* What is needed: Among the entries below, how many lines include the string "SampleWriter"? Answer with only the number.

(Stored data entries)
/*! Compressed sample writer.

Samples are serialized as JSON lines into a zstd stream.
The stream is flushed every `dump_interval` samples, so that an interrupted run still leaves readable data,
and the zstd frame is finished on [WriterTrait::close].
!*/
use std::fs::File;
use std::io::{BufWriter, Write};
use std::path::Path;

use log::debug;
use zstd::stream::write::Encoder;

use crate::error::Error;
use crate::sample::Sample;

use super::WriterTrait;

pub struct SampleWriter<W: Write> {
    encoder: Encoder<'static, W>,
    dump_interval: usize,
    count: usize,
}

impl SampleWriter<BufWriter<File>> {
    /// Create (or truncate) `dst`.
    pub fn create(dst: &Path, dump_interval: usize) -> Result<Self, Error> {
        debug!("creating sample file {:?}", dst);
        let file = BufWriter::new(File::create(dst)?);
        Self::new(file, dump_interval)
    }
}

impl<W: Write> SampleWriter<W> {
    /// `dump_interval` of 0 is treated as 1.
    pub fn new(inner: W, dump_interval: usize) -> Result<Self, Error> {
        Ok(Self {
            encoder: Encoder::new(inner, 0)?,
            dump_interval: dump_interval.max(1),
            count: 0,
        })
    }

    /// Number of samples written so far.
    pub fn count(&self) -> usize {
        self.count
    }

    /// Finish the zstd frame and give back the inner writer.
    pub fn finish(self) -> Result<W, Error> {
        let mut inner = self.encoder.finish()?;
        inner.flush()?;
        Ok(inner)
    }
}

impl<W: Write> WriterTrait for SampleWriter<W> {
    type Item = Sample;

    fn write_single(&mut self, sample: &Sample) -> Result<(), Error> {
        serde_json::to_writer(&mut self.encoder, sample)?;
        self.encoder.write_all(b"\n")?;
        self.count += 1;

        if self.count % self.dump_interval == 0 {
            self.encoder.flush()?;
        }
        Ok(())
    }

    fn close(self) -> Result<(), Error> {
        self.finish().map(|_| ())
    }
}
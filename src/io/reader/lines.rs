/*! Line-oriented record reader.
 * !*/
use std::io::BufRead;
use std::marker::PhantomData;
use std::path::Path;

use crate::comment::Comment;
use crate::error::Error;
use crate::sample::Sample;

use super::open_stream;

/// Records that can be built from a single line.
pub trait FromLine: Sized {
    fn from_line(line: &str) -> Result<Self, Error>;
}

impl FromLine for Comment {
    fn from_line(line: &str) -> Result<Self, Error> {
        Comment::decode(line)
    }
}

impl FromLine for Sample {
    fn from_line(line: &str) -> Result<Self, Error> {
        Ok(serde_json::from_str(line)?)
    }
}

/// Yields one record per non-blank line.
///
/// Decoding errors (including lines that are not valid UTF-8) are yielded as [Error::Decode]
/// and do not stop the iteration,
/// but an I/O error ends it (the underlying stream is most likely truncated or corrupted).
#[derive(Debug)]
pub struct Reader<R, T>
where
    R: BufRead,
{
    reader: R,
    buf: Vec<u8>,
    line_nb: usize,
    failed: bool,
    kind: PhantomData<T>,
}

pub type CommentReader<R> = Reader<R, Comment>;
pub type SampleReader<R> = Reader<R, Sample>;

impl<T: FromLine> Reader<Box<dyn BufRead + Send>, T> {
    /// Open a (possibly compressed) file. See [open_stream].
    pub fn from_path(src: &Path) -> Result<Self, Error> {
        Ok(Self::new(open_stream(src)?))
    }
}

impl<R: BufRead, T: FromLine> Reader<R, T> {
    pub fn new(reader: R) -> Self {
        Self {
            reader,
            buf: Vec::new(),
            line_nb: 0,
            failed: false,
            kind: PhantomData,
        }
    }

    /// Number of lines read so far.
    pub fn line_nb(&self) -> usize {
        self.line_nb
    }
}

impl<R: BufRead, T: FromLine> Iterator for Reader<R, T> {
    type Item = Result<T, Error>;

    fn next(&mut self) -> Option<Self::Item> {
        if self.failed {
            return None;
        }
        loop {
            self.buf.clear();
            match self.reader.read_until(b'\n', &mut self.buf) {
                Ok(0) => return None,
                Ok(_) => (),
                Err(e) => {
                    self.failed = true;
                    return Some(Err(Error::Io(e)));
                }
            }
            self.line_nb += 1;

            let line = match std::str::from_utf8(&self.buf) {
                Ok(line) => line,
                Err(e) => {
                    return Some(Err(Error::Decode(format!(
                        "line {}: {}",
                        self.line_nb, e
                    ))))
                }
            };
            if line.trim().is_empty() {
                continue;
            }
            return Some(T::from_line(line));
        }
    }
}

#[cfg(test)]
mod tests {
    use std::io::{BufReader, Cursor, Read};

    use super::*;

    fn gen_data() -> String {
        let lines = [
            r#"{"body":"first","id":"a","link_id":"t3_s","parent_id":"t3_s","subreddit":"rust","author":"x"}"#,
            "",
            r#"{"body":"broken","id":"#,
            r#"{"body":"second","id":"b","link_id":"t3_s","parent_id":"t1_a","subreddit":"rust","author":"y"}"#,
        ];
        lines.join("\n")
    }

    #[test]
    fn skips_blank_and_yields_errors() {
        let mut r: CommentReader<_> = Reader::new(Cursor::new(gen_data()));

        assert_eq!(r.next().unwrap().unwrap().id(), "a");
        assert!(matches!(r.next(), Some(Err(Error::Decode(_)))));
        let second = r.next().unwrap().unwrap();
        assert_eq!(second.parent_id(), "a");
        assert!(r.next().is_none());
        assert_eq!(r.line_nb(), 4);
    }

    #[test]
    fn invalid_utf8_is_a_decode_error() {
        let mut data: Vec<u8> = Vec::new();
        data.extend_from_slice(br#"{"body":"caf"#);
        data.push(0xff);
        data.extend_from_slice(br#"","id":"a","link_id":"t3_s","parent_id":"t3_s"}"#);
        data.push(b'\n');
        data.extend_from_slice(
            br#"{"body":"next","id":"b","link_id":"t3_s","parent_id":"t3_s"}"#,
        );
        let mut r: CommentReader<_> = Reader::new(Cursor::new(data));

        assert!(matches!(r.next(), Some(Err(Error::Decode(_)))));
        assert_eq!(r.next().unwrap().unwrap().id(), "b");
        assert!(r.next().is_none());
        assert_eq!(r.line_nb(), 2);
    }

    /// Yields its data, then fails.
    struct Truncated(Cursor<Vec<u8>>);

    impl Read for Truncated {
        fn read(&mut self, buf: &mut [u8]) -> std::io::Result<usize> {
            match self.0.read(buf)? {
                0 => Err(std::io::Error::new(
                    std::io::ErrorKind::UnexpectedEof,
                    "truncated frame",
                )),
                n => Ok(n),
            }
        }
    }

    #[test]
    fn io_errors_end_iteration() {
        let data = br#"{"body":"first","id":"a","link_id":"t3_s","parent_id":"t3_s"}
{"body":"cut"#
            .to_vec();
        let mut r: CommentReader<_> = Reader::new(BufReader::new(Truncated(Cursor::new(data))));

        assert_eq!(r.next().unwrap().unwrap().id(), "a");
        assert!(matches!(r.next(), Some(Err(Error::Io(_)))));
        assert!(r.next().is_none());
    }

    #[test]
    fn samples() {
        let data = r#"{"context":["a"],"response":"b"}
{"domain":"rust","turns_with_ids":[["1","a"],["2","b"]]}"#;
        let r: SampleReader<_> = Reader::new(Cursor::new(data));
        let samples: Vec<Sample> = r.map(Result::unwrap).collect();
        assert_eq!(samples.len(), 2);
        assert!(matches!(samples[0], Sample::ContextResponse(_)));
        assert!(matches!(samples[1], Sample::Domain(_)));
    }
}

* Expected answer: 4